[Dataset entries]
# # # # #

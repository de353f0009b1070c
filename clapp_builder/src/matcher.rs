mod core;
mod token;

pub(crate) use self::core::{consume, total_length, Dispatch, Matches};
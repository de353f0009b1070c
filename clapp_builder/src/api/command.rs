use std::env;

use crate::api::{Argument, ArgumentRegistry};
use crate::model::{Context, Outcome};
use crate::parser::{execute, ConfigError, ConsoleInterface, Metadata, RunError, UserInterface};

#[cfg(feature = "tracing_debug")]
use tracing::debug;

/// The main entry point callback, receiving the resolved context and returning the exit code.
pub(crate) type Main<'a> = Box<dyn FnOnce(Context) -> i32 + 'a>;

/// A command (or sub-command) of the command line program.
///
/// Holds the arguments for its level, any sub-commands, and an optional main callback.
///
/// ### Example
/// ```
/// # use clapp_builder as clapp;
/// use clapp::{Argument, CommandNode, Outcome};
///
/// let mut deploy = CommandNode::new("deploy")
///     .about("Deploy the application.")
///     .main(|context| {
///         assert_eq!(context.text("target"), Some("prod"));
///         0
///     });
/// deploy
///     .add_argument(Argument::new("target").long("--target").takes(1).required(true))
///     .unwrap();
///
/// let mut app = CommandNode::new("my_app").version("1.0.0");
/// app.add_argument(Argument::new("verbose").short("-V")).unwrap();
/// app.add_sub_command(deploy).unwrap();
///
/// let outcome = app.run(&["deploy", "--target", "prod"]).unwrap();
/// assert_eq!(outcome, Outcome::Exit(0));
/// ```
pub struct CommandNode<'a> {
    pub(crate) name: String,
    pub(crate) metadata: Metadata,
    pub(crate) registry: ArgumentRegistry<'a>,
    pub(crate) sub_commands: Vec<CommandNode<'a>>,
    pub(crate) main: Option<Main<'a>>,
}

impl<'a> CommandNode<'a> {
    /// Create a command.
    /// For the root command this is the program name; for a sub-command it is the token which selects it.
    pub fn new(name: impl Into<String>) -> Self {
        Self {
            name: name.into(),
            metadata: Metadata::default(),
            registry: ArgumentRegistry::default(),
            sub_commands: Vec::default(),
            main: None,
        }
    }

    /// Document the version, shown by `-v`/`--version` and in the help title.
    pub fn version(mut self, version: impl Into<String>) -> Self {
        self.metadata.version.replace(version.into());
        self
    }

    /// Document the about message for this command.
    /// If repeated, only the final message will apply.
    pub fn about(mut self, description: impl Into<String>) -> Self {
        self.metadata.about.replace(description.into());
        self
    }

    /// Document the author, shown in the help message.
    pub fn author(mut self, author: impl Into<String>) -> Self {
        self.metadata.author.replace(author.into());
        self
    }

    /// Replace the generated usage line with a custom one.
    pub fn usage(mut self, usage: impl Into<String>) -> Self {
        self.metadata.usage.replace(usage.into());
        self
    }

    /// Set the main callback, invoked with the resolved context once parsing and actions succeed.
    /// Its return value becomes the [`Outcome::Exit`] code.
    ///
    /// The main callback is not invoked when control passes to a sub-command.
    pub fn main(mut self, main: impl FnOnce(Context) -> i32 + 'a) -> Self {
        self.main.replace(Box::new(main));
        self
    }

    /// Add an argument to this command.
    ///
    /// ### Example
    /// ```
    /// # use clapp_builder as clapp;
    /// use clapp::{Argument, CommandNode, ConfigError};
    ///
    /// let mut node = CommandNode::new("program");
    /// node.add_argument(Argument::new("out").short("-o")).unwrap();
    ///
    /// let error = node.add_argument(Argument::new("other").short("o")).unwrap_err();
    /// assert_eq!(
    ///     error,
    ///     ConfigError::DuplicateSpelling {
    ///         spelling: "-o".to_string(),
    ///         existing: "out".to_string(),
    ///         name: "other".to_string(),
    ///     }
    /// );
    /// ```
    pub fn add_argument(&mut self, argument: Argument<'a>) -> Result<(), ConfigError> {
        self.registry.register(argument)
    }

    /// Add several arguments to this command, stopping at the first failure.
    pub fn add_arguments(
        &mut self,
        arguments: impl IntoIterator<Item = Argument<'a>>,
    ) -> Result<(), ConfigError> {
        for argument in arguments {
            self.add_argument(argument)?;
        }

        Ok(())
    }

    /// Add a sub-command, selected when its name appears as a token at this level.
    pub fn add_sub_command(&mut self, sub_command: CommandNode<'a>) -> Result<(), ConfigError> {
        let name = &sub_command.name;

        if name.is_empty() || name.starts_with('-') || name.contains(char::is_whitespace) {
            return Err(ConfigError::InvalidFormat {
                name: name.clone(),
                reason: "a sub-command name must be a single word, not starting with '-'.".to_string(),
            });
        }

        if self.sub_commands.iter().any(|existing| &existing.name == name) {
            return Err(ConfigError::DuplicateName(name.clone()));
        }

        #[cfg(feature = "tracing_debug")]
        {
            debug!("Added sub-command '{name}' to '{}'.", self.name);
        }

        self.sub_commands.push(sub_command);
        Ok(())
    }

    /// The command name.
    pub fn name(&self) -> &str {
        &self.name
    }

    /// The arguments of this command.
    pub fn registry(&self) -> &ArgumentRegistry<'a> {
        &self.registry
    }

    /// Get a sub-command by name.
    pub fn sub_command(&self, name: &str) -> Option<&CommandNode<'a>> {
        self.sub_commands.iter().find(|sub_command| sub_command.name == name)
    }

    /// Run the command against the input tokens (the program name excluded).
    ///
    /// The help (`-h`/`--help`) and version (`-v`/`--version`) flags are added unless their long spellings are taken.
    /// When either is matched the message is displayed and the run stops, regardless of the other tokens.
    ///
    /// Otherwise, the tokens are validated, the context resolved, and the matched arguments' actions invoked in order.
    /// Then control passes to the matched sub-command, or to the main callback.
    ///
    /// Errors are displayed (with the usage line) before being returned.
    pub fn run(self, tokens: &[&str]) -> Result<Outcome, RunError> {
        self.run_with_interface(tokens, Box::new(ConsoleInterface::default()))
    }

    pub(crate) fn run_with_interface(
        self,
        tokens: &[&str],
        user_interface: Box<dyn UserInterface>,
    ) -> Result<Outcome, RunError> {
        let program = self.name.clone();
        execute(self, tokens, program, &*user_interface)
    }

    /// Run the command against the Cli [`env::args`].
    ///
    /// Exits the process (via `std::process::exit`) with code `0` after displaying help or version, and `1` on any error.
    /// Otherwise returns the outcome, ex: `std::process::exit(app.start().exit_code())`.
    pub fn start(self) -> Outcome {
        let command_input: Vec<String> = env::args().skip(1).collect();

        match self.run(
            command_input
                .iter()
                .map(AsRef::as_ref)
                .collect::<Vec<&str>>()
                .as_slice(),
        ) {
            Ok(Outcome::Help) | Ok(Outcome::Version) => std::process::exit(0),
            Ok(outcome) => outcome,
            Err(_) => std::process::exit(1),
        }
    }
}
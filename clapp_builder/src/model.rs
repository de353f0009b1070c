use std::collections::{BTreeMap, HashMap};

use crate::constant::RAW_ARGS_KEY;

/// A resolved argument value.
#[derive(Debug, Clone, PartialEq, Eq)]
pub enum Value {
    /// The single token consumed by an arity-1 option, or by a positional argument.
    Text(String),
    /// The tokens consumed by an option of arity greater than 1.
    List(Vec<String>),
    /// Presence (`true`) of a flag, or the `false` placeholder for an absent argument.
    Bool(bool),
}

impl Value {
    /// The text of a `Value::Text`.
    pub fn as_text(&self) -> Option<&str> {
        match self {
            Value::Text(text) => Some(text),
            _ => None,
        }
    }

    /// The items of a `Value::List`.
    pub fn as_list(&self) -> Option<&[String]> {
        match self {
            Value::List(items) => Some(items),
            _ => None,
        }
    }

    /// Whether this is an empty `Value::Text` or `Value::List`.
    pub(crate) fn is_empty(&self) -> bool {
        match self {
            Value::Text(text) => text.is_empty(),
            Value::List(items) => items.is_empty(),
            Value::Bool(_) => false,
        }
    }

    /// The boolean of a `Value::Bool`.
    pub fn as_bool(&self) -> Option<bool> {
        match self {
            Value::Bool(b) => Some(*b),
            _ => None,
        }
    }
}

impl From<&str> for Value {
    fn from(value: &str) -> Self {
        Value::Text(value.to_string())
    }
}

impl From<String> for Value {
    fn from(value: String) -> Self {
        Value::Text(value)
    }
}

impl From<Vec<String>> for Value {
    fn from(value: Vec<String>) -> Self {
        Value::List(value)
    }
}

impl From<Vec<&str>> for Value {
    fn from(value: Vec<&str>) -> Self {
        Value::List(value.into_iter().map(str::to_string).collect())
    }
}

impl From<bool> for Value {
    fn from(value: bool) -> Self {
        Value::Bool(value)
    }
}

impl std::fmt::Display for Value {
    fn fmt(&self, f: &mut std::fmt::Formatter<'_>) -> std::fmt::Result {
        match self {
            Value::Text(text) => write!(f, "{text}"),
            Value::List(items) => write!(f, "[{}]", items.join(", ")),
            Value::Bool(b) => write!(f, "{b}"),
        }
    }
}

/// The classification of an argument, derived when it is registered.
///
/// Every argument falls in precisely one class:
/// ```console
/// index | required | arity | Class
/// ---------------------------------------------
/// != 0  | true     | any   | RequiredPositional
/// != 0  | false    | any   | Positional
/// 0     | true     | any   | RequiredOption
/// 0     | false    | > 0   | Option
/// 0     | false    | 0     | Flag
/// ```
#[derive(Debug, Clone, Copy, PartialEq, Eq, Hash)]
pub enum Class {
    /// A zero-arity, non-positional, optional argument.
    Flag,
    /// A non-positional, optional argument consuming one or more tokens.
    Option,
    /// A non-positional argument which must appear on the command line.
    RequiredOption,
    /// An optional argument identified by position.
    Positional,
    /// A required argument identified by position.
    RequiredPositional,
}

impl Class {
    pub(crate) fn of(positional: bool, required: bool, arity: usize) -> Self {
        match (positional, required, arity > 0) {
            (true, true, _) => Class::RequiredPositional,
            (true, false, _) => Class::Positional,
            (false, true, _) => Class::RequiredOption,
            (false, false, true) => Class::Option,
            (false, false, false) => Class::Flag,
        }
    }
}

impl std::fmt::Display for Class {
    fn fmt(&self, f: &mut std::fmt::Formatter<'_>) -> std::fmt::Result {
        write!(f, "{:?}", self)
    }
}

/// The resolved mapping produced by a successful parse.
///
/// Holds one value per declared argument, keyed by the argument name.
/// The short (`-o`), long (`--output`) and positional (`index1`) spellings resolve to the same value.
/// The key `raw_args` resolves to the tokens handed to the command, unless an argument claims that name.
///
/// ### Example
/// ```
/// # use clapp_builder as clapp;
/// use clapp::{Argument, CommandNode, Outcome, Value};
///
/// let mut node = CommandNode::new("program");
/// node.add_argument(Argument::new("out_file").short("-o").long("--output").takes(1)).unwrap();
///
/// match node.run(&["--output", "out.txt"]).unwrap() {
///     Outcome::Context(context) => {
///         assert_eq!(context.text("out_file"), Some("out.txt"));
///         assert_eq!(context.text("-o"), Some("out.txt"));
///         assert_eq!(context.get("--output"), Some(&Value::from("out.txt")));
///     }
///     _ => unreachable!(),
/// }
/// ```
#[derive(Debug, Clone, PartialEq, Eq)]
pub struct Context {
    values: BTreeMap<String, Value>,
    aliases: HashMap<String, String>,
    raw_args: Value,
}

impl Context {
    pub(crate) fn new(
        values: BTreeMap<String, Value>,
        aliases: HashMap<String, String>,
        raw_args: Vec<String>,
    ) -> Self {
        Self {
            values,
            aliases,
            raw_args: Value::List(raw_args),
        }
    }

    /// Get the value under `key`: an argument name, one of its spellings, `index{N}`, or `raw_args`.
    pub fn get(&self, key: &str) -> Option<&Value> {
        self.values
            .get(key)
            .or_else(|| {
                self.aliases
                    .get(key)
                    .and_then(|name| self.values.get(name))
            })
            .or_else(|| (key == RAW_ARGS_KEY).then_some(&self.raw_args))
    }

    /// Whether `key` resolves to any value.
    pub fn contains(&self, key: &str) -> bool {
        self.get(key).is_some()
    }

    /// The text under `key`, if it resolves to a `Value::Text`.
    pub fn text(&self, key: &str) -> Option<&str> {
        self.get(key).and_then(Value::as_text)
    }

    /// The items under `key`, if it resolves to a `Value::List`.
    pub fn list(&self, key: &str) -> Option<&[String]> {
        self.get(key).and_then(Value::as_list)
    }

    /// Whether `key` resolves to `Value::Bool(true)`.
    pub fn is_set(&self, key: &str) -> bool {
        matches!(self.get(key), Some(Value::Bool(true)))
    }

    /// The tokens handed to the command (excluding the program name).
    pub fn raw_args(&self) -> &[String] {
        self.raw_args
            .as_list()
            .expect("internal error - raw_args must be a list")
    }

    /// Iterate the values by argument name, in name order.
    pub fn iter(&self) -> impl Iterator<Item = (&str, &Value)> {
        self.values.iter().map(|(k, v)| (k.as_str(), v))
    }

    /// The number of argument values (aliases and `raw_args` excluded).
    pub fn len(&self) -> usize {
        self.values.len()
    }

    /// Whether the context holds no argument values.
    pub fn is_empty(&self) -> bool {
        self.values.is_empty()
    }
}

/// The result of running a [`CommandNode`](./struct.CommandNode.html).
#[derive(Debug, PartialEq, Eq)]
pub enum Outcome {
    /// No main callback was configured; the resolved context is the result.
    Context(Context),
    /// The main callback ran and returned this exit code.
    Exit(i32),
    /// The help message was displayed.
    Help,
    /// The version message was displayed.
    Version,
}

impl Outcome {
    /// The process exit code matching this outcome.
    pub fn exit_code(&self) -> i32 {
        match self {
            Outcome::Exit(code) => *code,
            Outcome::Context(_) | Outcome::Help | Outcome::Version => 0,
        }
    }
}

# # # # #

Among the entries above, copy exactly only the lines starting with the one containing "is the result." and going through the one containing "matching this outcome.", both ends included.

Response area:
    /// No main callback was configured; the resolved context is the result.
    Context(Context),
    /// The main callback ran and returned this exit code.
    Exit(i32),
    /// The help message was displayed.
    Help,
    /// The version message was displayed.
    Version,
}

impl Outcome {
    /// The process exit code matching this outcome.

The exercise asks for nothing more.